WORK ORDER: Among the entries that follow, tally the lines with the string "memory". Give no more than the number.
DATASET ENTRIES START
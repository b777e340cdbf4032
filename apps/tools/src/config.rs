use std::{
    collections::HashMap,
    fs,
    path::{Path, PathBuf},
};

use anyhow::Context;

pub const DEFAULT_CONFIG_FILE: &str = "apportion.toml";

#[derive(Debug, Clone, PartialEq)]
pub struct Settings {
    pub database_url: String,
    pub log_filter: String,
}

impl Default for Settings {
    fn default() -> Self {
        Self {
            database_url: "sqlite://./data/apportion.db".into(),
            log_filter: "info".into(),
        }
    }
}

/// Defaults, then `config_path` if it exists, then the process environment.
pub fn load_settings(config_path: &Path) -> Settings {
    load_settings_with(config_path, |key| std::env::var(key).ok())
}

pub(crate) fn load_settings_with(
    config_path: &Path,
    env: impl Fn(&str) -> Option<String>,
) -> Settings {
    let mut settings = Settings::default();

    if let Ok(raw) = fs::read_to_string(config_path) {
        match toml::from_str::<HashMap<String, String>>(&raw) {
            Ok(file_cfg) => {
                if let Some(v) = file_cfg.get("database_url") {
                    settings.database_url = v.clone();
                }
                if let Some(v) = file_cfg.get("log_filter") {
                    settings.log_filter = v.clone();
                }
            }
            Err(err) => {
                // logging is not installed yet
                eprintln!("ignoring malformed {}: {err}", config_path.display());
            }
        }
    }

    if let Some(v) = env("DATABASE_URL") {
        settings.database_url = v;
    }
    if let Some(v) = env("APPORTION_DATABASE_URL") {
        settings.database_url = v;
    }
    if let Some(v) = env("APPORTION_LOG") {
        settings.log_filter = v;
    }

    settings
}

pub fn prepare_database_url(raw_database_url: &str) -> anyhow::Result<String> {
    let database_url = normalize_database_url(raw_database_url);
    ensure_parent_dir_exists(&database_url)?;
    Ok(database_url)
}

fn is_windows_drive_path(path: &str) -> bool {
    let bytes = path.as_bytes();
    bytes.len() >= 3
        && bytes[0].is_ascii_alphabetic()
        && bytes[1] == b':'
        && (bytes[2] == b'/' || bytes[2] == b'\\')
}

pub(crate) fn normalize_database_url(raw_database_url: &str) -> String {
    let raw_database_url = raw_database_url.trim();

    if raw_database_url.is_empty() {
        return Settings::default().database_url;
    }

    if raw_database_url.starts_with("sqlite::memory:") {
        return raw_database_url.to_string();
    }

    if let Some(path) = raw_database_url.strip_prefix("sqlite://") {
        let path = path.replace('\\', "/");
        if is_windows_drive_path(&path) {
            return format!("sqlite:{path}");
        }
        return format!("sqlite://{path}");
    }

    if raw_database_url.contains("://") {
        return raw_database_url.to_string();
    }

    if let Some(path) = raw_database_url.strip_prefix("sqlite:") {
        let path = path.replace('\\', "/");
        if is_windows_drive_path(&path) {
            return format!("sqlite:{path}");
        }
        return format!("sqlite://{path}");
    }

    let path = raw_database_url.replace('\\', "/");
    if is_windows_drive_path(&path) {
        return format!("sqlite:{path}");
    }
    format!("sqlite://{path}")
}

fn ensure_parent_dir_exists(database_url: &str) -> anyhow::Result<()> {
    let Some(path) = sqlite_path(database_url) else {
        return Ok(());
    };

    let Some(parent) = path.parent() else {
        return Ok(());
    };
    if parent.as_os_str().is_empty() {
        return Ok(());
    }

    fs::create_dir_all(parent).with_context(|| {
        format!(
            "failed to create parent directory '{}' for database url '{database_url}'",
            parent.display()
        )
    })?;

    Ok(())
}

fn sqlite_path(database_url: &str) -> Option<PathBuf> {
    if database_url.starts_with("sqlite::memory:") || !database_url.starts_with("sqlite:") {
        return None;
    }

    let path = database_url
        .trim_start_matches("sqlite://")
        .trim_start_matches("sqlite:")
        .split('?')
        .next()
        .unwrap_or_default();

    if path.is_empty() {
        return None;
    }

    Some(Path::new(path).to_path_buf())
}

#[cfg(test)]
#[path = "tests/config_tests.rs"]
mod tests;
use serde::{Deserialize, Serialize};

macro_rules! id_newtype {
    ($name:ident) => {
        #[derive(Debug, Clone, Copy, PartialEq, Eq, Hash, PartialOrd, Ord, Serialize, Deserialize)]
        pub struct $name(pub i64);
    };
}

id_newtype!(AllocationGroupId);
id_newtype!(ModelId);

/// Name of the permanent allocation root.
pub const WHOLE_BUILDING: &str = "整幢";
/// Prefix of every allocation node name below the root.
pub const ALLOCATION_PREFIX: &str = "分摊所属";
/// Group-name suffix marking the common parts being apportioned.
pub const COMMON_PARTS_SUFFIX: &str = "分摊公共建筑部位";

pub fn allocation_node_name(allocation: &str) -> String {
    format!("{ALLOCATION_PREFIX}_{allocation}")
}

pub fn is_common_parts(name: &str) -> bool {
    name.ends_with(COMMON_PARTS_SUFFIX)
}

/// The two externally maintained base row sets.
#[derive(Debug, Clone, Copy, PartialEq, Eq, Hash, Serialize, Deserialize)]
#[serde(rename_all = "snake_case")]
pub enum BaseKind {
    UnitInterior,
    CommonBuilding,
}

impl BaseKind {
    pub fn id_prefix(self) -> &'static str {
        match self {
            BaseKind::UnitInterior => "H",
            BaseKind::CommonBuilding => "C",
        }
    }

    pub fn as_str(self) -> &'static str {
        match self {
            BaseKind::UnitInterior => "unit",
            BaseKind::CommonBuilding => "common",
        }
    }

    pub fn parse(raw: &str) -> Option<Self> {
        match raw.trim().to_ascii_lowercase().as_str() {
            "unit" | "h" | "unit_interior" => Some(BaseKind::UnitInterior),
            "common" | "c" | "common_building" => Some(BaseKind::CommonBuilding),
            _ => None,
        }
    }
}

/// One imported row of a base table, values kept verbatim.
#[derive(Debug, Clone, PartialEq, Serialize, Deserialize)]
pub struct BaseRecord {
    pub source_id: String,
    #[serde(default)]
    pub floor: String,
    pub room: String,
    #[serde(default)]
    pub main_area: String,
    #[serde(default)]
    pub balcony_area: String,
    pub inner_area: String,
    #[serde(default)]
    pub usage: String,
}

/// A member row of an allocation table: `(ID, room, innerArea)`.
#[derive(Debug, Clone, PartialEq, Eq, Hash, Serialize, Deserialize)]
pub struct UnitRow {
    pub id: String,
    pub room: String,
    pub inner_area: String,
}

impl UnitRow {
    pub fn new(id: impl Into<String>, room: impl Into<String>, inner_area: impl Into<String>) -> Self {
        Self {
            id: id.into(),
            room: room.into(),
            inner_area: inner_area.into(),
        }
    }

    pub fn area(&self) -> f64 {
        crate::numeric::parse_area(&self.inner_area)
    }
}

/// A unit placed into a named group of an allocation being saved.
#[derive(Debug, Clone, PartialEq, Eq, Serialize, Deserialize)]
pub struct ProposedMember {
    pub group_name: String,
    pub unit: UnitRow,
}

impl ProposedMember {
    pub fn new(group_name: impl Into<String>, unit: UnitRow) -> Self {
        Self {
            group_name: group_name.into(),
            unit,
        }
    }
}

#[derive(Debug, Clone, PartialEq, Eq, Serialize, Deserialize)]
pub struct AllocationGroupNode {
    pub id: AllocationGroupId,
    pub name: String,
    pub alias: String,
    pub parent_id: Option<AllocationGroupId>,
    pub order_index: i64,
    pub permanent: bool,
}

#[derive(Debug, Clone, PartialEq, Eq, Serialize, Deserialize)]
pub struct ApportionmentModelNode {
    pub id: ModelId,
    pub name: String,
    pub parent_id: Option<ModelId>,
    pub order_index: i64,
}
DATASET ENTRIES END
SOLUTION TO THE EXERCISE: 2